Comment lutter pour quelqu’un qui refuse de se battre? Le jour de l’accident, on revenait de l’une de ces fêtes à dormir debout. Entre les poignés de mains et les “oh! Félicitations!”, j’avais la tête ailleurs. Je voudrais rentrer chez nous au plus vite. Partager un vrai moment avec ma femme et mon fils dans notre lit douillet. Elle me caressait gentiment le bras en faisant un gros sourire. De quoi supporter cette maudite soirée. Ce soir, en arrivant au parking, je l’ai regardée intensément comme pour pénétrer tout son être. M’imprégner de sa chaleur habituelle. Un sentiment de gratitude envahissait mon coeur et des larmes me montaient aux yeux. Pour toute réponse, elle prit ma main et la déposa sur son ventre arrondi. J’éclatais de rire. Elle aussi. J’ai vu dans ses yeux la promesse d’un meilleur lendemain.
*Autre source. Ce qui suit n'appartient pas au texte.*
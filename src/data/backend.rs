use std::future::Future;
use std::sync::Arc;
use std::sync::mpsc::{self, Receiver};

use tokio::runtime::Runtime;

use crate::api::{ApiClient, ApiError};

/// Owns the tokio runtime and the shared API client. Screens hand futures to
/// `fetch` and poll the returned channel from the UI loop; nothing here ever
/// blocks the frame.
pub struct Backend {
    runtime: Runtime,
    client: Arc<ApiClient>,
}

impl Backend {
    pub fn new(client: ApiClient) -> Self {
        let runtime = Runtime::new().expect("Failed to create runtime");
        Self {
            runtime,
            client: Arc::new(client),
        }
    }

    /// Handle for building request futures to pass back into `fetch`.
    pub fn client(&self) -> Arc<ApiClient> {
        Arc::clone(&self.client)
    }

    /// Runs `task` on the runtime; the result arrives on the receiver. If the
    /// caller drops the receiver first, the send just fails silently; there is
    /// no other cancellation.
    pub fn fetch<T, F>(&self, task: F) -> Receiver<Result<T, ApiError>>
    where
        T: Send + 'static,
        F: Future<Output = Result<T, ApiError>> + Send + 'static,
    {
        let (tx, rx) = mpsc::channel();
        self.runtime.spawn(async move {
            let _ = tx.send(task.await);
        });
        rx
    }
}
Alors qu’on roulait paisiblement sur la route sur la route, main dans la main, un camion, visiblement désorienté, nous enfonce droit dessus. J’ai tout fait pour éviter le pire. Du moins, je croyais tout faire. Nous devrions avoir une trentaine de minutes coincés, les mains encore entrelacées, avant que les secouristes parviennent à nous dégager de là. Je ne voulais pas la lâcher de peur qu’elle s’en aille pour toujours. J’essayais de lui parler. Elle balbutia des trucs inaudibles, la peur dans les yeux. C’est la dernière image que j’ai d’elle. Le dernier souvenir de notre rupture. Triste. Terrible. Brutale.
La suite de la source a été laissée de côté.